I had the pleasure of working with this beautiful young lady by the name of Madison Chin also know as LittleMissBaldie. She's a 6 year old Alopecian Beauty who rocks her baldness and she rocks it very well. She has an amazing mother who supports her and everything she does and I commend her for being strong for her daughter every step of the way. I share this story to empower young girls and teens out there to own your baldness and never allow it to get the best of who you are. Hair doesn't determine your beauty or your self worth, You do.
In December 2013, 25 days away from her 4th birthday my daughter Madison was diagnosed with Alopecia and I felt hopeless. I had no idea what Alopecia was and worse no idea how to help her. From age 2 our baby girl Madison had beautiful dread locks. We would style them, put pretty ribbons in them and occasionally dress them up with a cool hat. She loved her hair. But when I started seeing patches and then we started finding Locs in her bed and in the play area we knew something was wrong.
Time went by and eventually all of her Locs were claimed by Alopecia and soon her eye brows and eye lashes followed. We saved her Locs in a special box in hopes of using them to maybe make a wig for her. In the meantime we adorned her head with hats. Lots and lots of hats. Hats that were cute. Hats that were not so cute. Some that were small and others that were too big. All too often these hats got in the way of Madison just being a "uniquely" normal 4 year old, who wanted to run and jump and have fun.
So my husband and I decided to search for wigs. Unfortunately, there were many obstacles in the search, as we were looking for something age appropriate and culturally fitting. We reached out to some of our Social media friends for suggestions and our request basically went viral. At least to us it did. People started offering to donate their hair, to cut their dread locks. They offered their time and their advice and solutions. It was amazing.
But the amazement soon turned into to further disappointment as we hit more road block with some of the suggestions and referrals to well know organizations who accepts, processes and uses donated human hair to creat wigs for those suffering from hair loss. There we were with such brave and selfless people ready and waiting to make the big chop for our little girl and we had to basically turn them away.

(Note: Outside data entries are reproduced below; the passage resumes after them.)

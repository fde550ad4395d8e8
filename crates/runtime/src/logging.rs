//! Tracing subscriber setup for the simulation binary.

use std::path::Path;

use anyhow::Result;
use tracing_appender::non_blocking::WorkerGuard;
use tracing_subscriber::EnvFilter;
use tracing_subscriber::layer::SubscriberExt;
use tracing_subscriber::util::SubscriberInitExt;

pub const LOG_FILE_PREFIX: &str = "turn-sim.log";

/// Keeps the file writer flushing until dropped.
#[must_use = "dropping the guard stops file logging"]
pub struct LoggingGuard {
    _file: Option<WorkerGuard>,
}

/// Setup logging to stderr and, when `log_dir` is given, to a daily-rolling
/// file in that directory.
///
/// The filter comes from `RUST_LOG` and defaults to `info`.
pub fn setup_logging(log_dir: Option<&Path>) -> Result<LoggingGuard> {
    let env_filter =
        EnvFilter::try_from_default_env().unwrap_or_else(|_| EnvFilter::new("info"));

    let stderr_layer = tracing_subscriber::fmt::layer()
        .with_writer(std::io::stderr)
        .with_target(false);

    let (file_layer, guard) = match log_dir {
        Some(dir) => {
            std::fs::create_dir_all(dir)?;
            let appender = tracing_appender::rolling::daily(dir, LOG_FILE_PREFIX);
            let (writer, guard) = tracing_appender::non_blocking(appender);
            let layer = tracing_subscriber::fmt::layer()
                .with_writer(writer)
                .with_ansi(false);
            (Some(layer), Some(guard))
        }
        None => (None, None),
    };

    tracing_subscriber::registry()
        .with(env_filter)
        .with(stderr_layer)
        .with(file_layer)
        .try_init()?;

    if let Some(dir) = log_dir {
        tracing::info!("Log directory: {}", dir.display());
    }

    Ok(LoggingGuard { _file: guard })
}
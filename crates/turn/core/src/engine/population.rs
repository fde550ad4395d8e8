//! Natural spawning of hostiles.
//!
//! On every turn divisible by the spawn interval the controller tops the
//! dungeon up with a small batch of hostiles, placed in rooms away from the
//! player. Every random choice goes through the [`RngOracle`], so a seeded
//! oracle replays the same spawns.

use tracing::{debug, info, warn};

use super::report::SpawnReport;
use super::speed::SpeedTierPolicy;
use crate::config::{PopulationConfig, SpawnCountBand, TurnSystemConfig};
use crate::env::{CellKind, CollaboratorKind, Env, RngOracle, Room, World};
use crate::error::SchedulerError;
use crate::state::{Faction, Position, TurnManager};

/// Draws a spawn count from the cumulative per-mille table.
///
/// The roll selects the first band whose threshold exceeds it. A table whose
/// last threshold is below 1000 falls back to its last band; an empty table
/// yields 0.
pub fn sample_spawn_count(bands: &[SpawnCountBand], rng: &mut dyn RngOracle) -> u32 {
    let roll = rng.roll_permille();
    bands
        .iter()
        .find(|band| roll < band.cumulative_permille)
        .or_else(|| bands.last())
        .map_or(0, |band| band.count)
}

pub struct PopulationController<'s> {
    config: &'s TurnSystemConfig,
    manager: &'s mut TurnManager,
}

impl<'s> PopulationController<'s> {
    pub fn new(config: &'s TurnSystemConfig, manager: &'s mut TurnManager) -> Self {
        Self { config, manager }
    }

    fn population(&self) -> &'s PopulationConfig {
        let config: &'s TurnSystemConfig = self.config;
        &config.population
    }

    /// Whether spawning is considered on the manager's current turn.
    pub fn is_due(&self) -> bool {
        let interval = self.population().spawn_interval;
        interval != 0 && self.manager.current_turn % interval == 0
    }

    /// Runs the spawn check. Returns `None` on turns that are not due.
    pub fn run<W: World + ?Sized>(&mut self, env: &mut Env<'_, W>) -> Option<SpawnReport> {
        if !self.is_due() {
            return None;
        }

        let population = self.population();
        let turn = self.manager.current_turn;
        let hostiles = self.manager.count(Faction::Hostile);
        if hostiles >= population.population_cap {
            debug!(turn, hostiles, cap = population.population_cap, "population at cap; no spawn");
            return Some(SpawnReport::skipped(hostiles));
        }

        let required = [CollaboratorKind::Rng, CollaboratorKind::SpawnFactory]
            .into_iter()
            .try_for_each(|kind| env.require(kind));
        if let Err(error) = required {
            warn!(turn, %error, code = error.error_code(), "skipping natural spawn");
            return Some(SpawnReport::skipped(hostiles));
        }
        let (Some(rng), Some(spawner)) = (env.rng.as_deref_mut(), env.spawner.as_deref_mut())
        else {
            return Some(SpawnReport::skipped(hostiles));
        };

        let mut report = SpawnReport {
            attempted: true,
            hostiles_before: hostiles,
            requested: sample_spawn_count(&population.spawn_count_table, &mut *rng),
            ..SpawnReport::default()
        };

        let candidates = self.candidate_rooms(&*env.world);
        let policy = SpeedTierPolicy::new(&self.config.speed);

        for unit in 0..report.requested {
            let Some(position) = self.pick_tile(&*env.world, &candidates, &mut *rng) else {
                debug!(turn, unit, "no free spawn tile; unit abandoned");
                report.exhausted_units += 1;
                continue;
            };

            let Some(spec) = spawner.create_hostile(&mut *env.world, position) else {
                debug!(turn, unit, %position, "spawn factory declined");
                report.declined_units += 1;
                continue;
            };

            if self.manager.track(spec.entity, policy.initial_state(&spec)) {
                self.manager.sort_turn_order();
                report.spawned.push(spec.entity.id);
            } else {
                warn!(entity = %spec.entity.id, "spawned entity was already tracked");
            }
        }

        info!(
            turn,
            requested = report.requested,
            spawned = report.spawned.len(),
            exhausted = report.exhausted_units,
            "natural spawn"
        );
        Some(report)
    }

    /// Every room except the one the player stands in.
    fn candidate_rooms<W: World + ?Sized>(&self, world: &W) -> Vec<Room> {
        let player_room = self
            .manager
            .player()
            .and_then(|player| world.position_of(player.id))
            .and_then(|position| world.room_containing(position));

        world
            .rooms()
            .into_iter()
            .filter(|room| player_room.is_none_or(|occupied| occupied.id != room.id))
            .collect()
    }

    fn hostiles_in<W: World + ?Sized>(&self, world: &W, room: &Room) -> usize {
        self.manager
            .turn_order
            .iter()
            .filter(|entity| entity.faction == Faction::Hostile)
            .filter_map(|entity| world.position_of(entity.id))
            .filter(|&position| room.contains(position))
            .count()
    }

    /// Picks a random eligible room, then up to `max_tile_attempts` random
    /// tiles in it. Eligibility is re-evaluated per unit so earlier spawns
    /// count toward room capacity.
    fn pick_tile<W: World + ?Sized>(
        &self,
        world: &W,
        candidates: &[Room],
        rng: &mut dyn RngOracle,
    ) -> Option<Position> {
        let population = self.population();
        let eligible: Vec<&Room> = candidates
            .iter()
            .filter(|room| {
                room.width >= population.min_room_width
                    && room.height >= population.min_room_height
                    && self.hostiles_in(world, room) < population.room_capacity
            })
            .collect();

        if eligible.is_empty() {
            return None;
        }

        let index = rng.below(eligible.len() as u32) as usize;
        let room = eligible.get(index)?;

        (0..population.max_tile_attempts).find_map(|_| {
            let position = Position::new(
                room.x + rng.below(room.width) as i32,
                room.y + rng.below(room.height) as i32,
            );
            let free = world.is_walkable(position)
                && world.cell_kind_at(position) == CellKind::Room
                && !world.is_occupied(position);
            free.then_some(position)
        })
    }
}

#[cfg(test)]
mod tests {
    use super::*;
    use crate::env::PcgRng;

    struct Fixed(u32);

    impl RngOracle for Fixed {
        fn next_u32(&mut self) -> u32 {
            self.0
        }

        fn roll_permille(&mut self) -> u32 {
            self.0
        }
    }

    #[test]
    fn spawn_count_follows_band_thresholds() {
        let table = PopulationConfig::DEFAULT_SPAWN_COUNT_TABLE;
        let cases = [
            (0, 2),
            (49, 2),
            (50, 3),
            (249, 3),
            (250, 4),
            (749, 4),
            (750, 5),
            (949, 5),
            (950, 6),
            (999, 6),
        ];
        for (roll, expected) in cases {
            assert_eq!(sample_spawn_count(&table, &mut Fixed(roll)), expected, "roll {roll}");
        }
        assert_eq!(sample_spawn_count(&[], &mut Fixed(10)), 0);
    }

    #[test]
    fn spawn_count_distribution_matches_table() {
        let table = PopulationConfig::DEFAULT_SPAWN_COUNT_TABLE;
        let mut rng = PcgRng::new(0x5eed);
        let mut counts = [0u32; 7];
        let trials = 1000;
        for _ in 0..trials {
            counts[sample_spawn_count(&table, &mut rng) as usize] += 1;
        }

        let expected = [(2, 50), (3, 200), (4, 500), (5, 200), (6, 50)];
        for (count, per_mille) in expected {
            let observed = counts[count];
            assert!(
                observed.abs_diff(per_mille) <= 45,
                "count {count}: observed {observed}/1000, expected about {per_mille}"
            );
        }
        assert_eq!(counts[0] + counts[1], 0);
    }
}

You see, none of these popular organizations for donated hair were versed in dealing with dread locks, nor were they able to fulfill our request for a natural wig that was culturally fitting. We really wanted something that was similar to Madison's hair before and resembled the hair of others she sees and identifies with on a daily basis. One stylist took on the challenge and created a signature wig- which she calls Crowns. From this one experience the stylist Hadiiya Barbel said, the process of creating the crown for Madison was divinely fulfilling for her. "It's the energy and love put into the details and creative process of customization that makes the difference between a wig and a crown, and this one is really special." On september3rd, 2014, the start of Alopecia awareness month Madison was Crowned. Since then Madison has been crowned twice with two other customs from stylist who put great time and talent into the pieces that they made special for her.
We have been blessed to meet so many people great people on this journey including The beautiful baldie Nell Coleman, a true inspiration and visionary. Nerissa Irving, whose kind heart moved her to post about our quest for a wig for Madison. And Sammy Jones of Guam, who in browsing on Instgram Madison's page, read her story and decided to shave her head in support of Madison's struggle with Alopecia. It's amazing. This total stranger is now our great friend and we lend support to each other as we have embraced and joined not only the Bald Movement, but also Team Bobbie. A support team for Sammy Jones' mom who is ill with cancer. And Stephanie Croker of Sdotbeautyproducts and Chrissy J who made her first wig totally from locs that were donated. And soooo many more, that I now hash tag every photo of Madison with the the saying "it takes a village".
As a family we strive NOT to cover up Madison's Alopecia, but to be proactive advocates for her and this disorder. One of my greatest concerns is that we might not be able to shade her from the cruelty of this somewhat difficult world. Baldness is far from the normal acceptable qualifications of beauty as far as this society is concerned. So we encourage Madison to constantly recognize that her inner beauty is what makes her outwardly beautiful and that with or without her Crown/hat or scarf she is the epitome of beautiful. We instill in her the importance of peace and humility, cultural identification and the strength to accept the individual uniqueness in all of us.
I am proud to say that my daughter Madison has claimed the victory over her Alopecia and has come to embrace, grow and love her baldness. It has positively affected us all and made us a stronger family unit. She radiates with such joy, confidence and strength it's infectious and us around her can't help but to be stronger, happier and more confident too. Alopecia is not who she is, it's just a small part of a bigger, successful, witty little girl, who just happens to have no hair and totally rocks at being bald.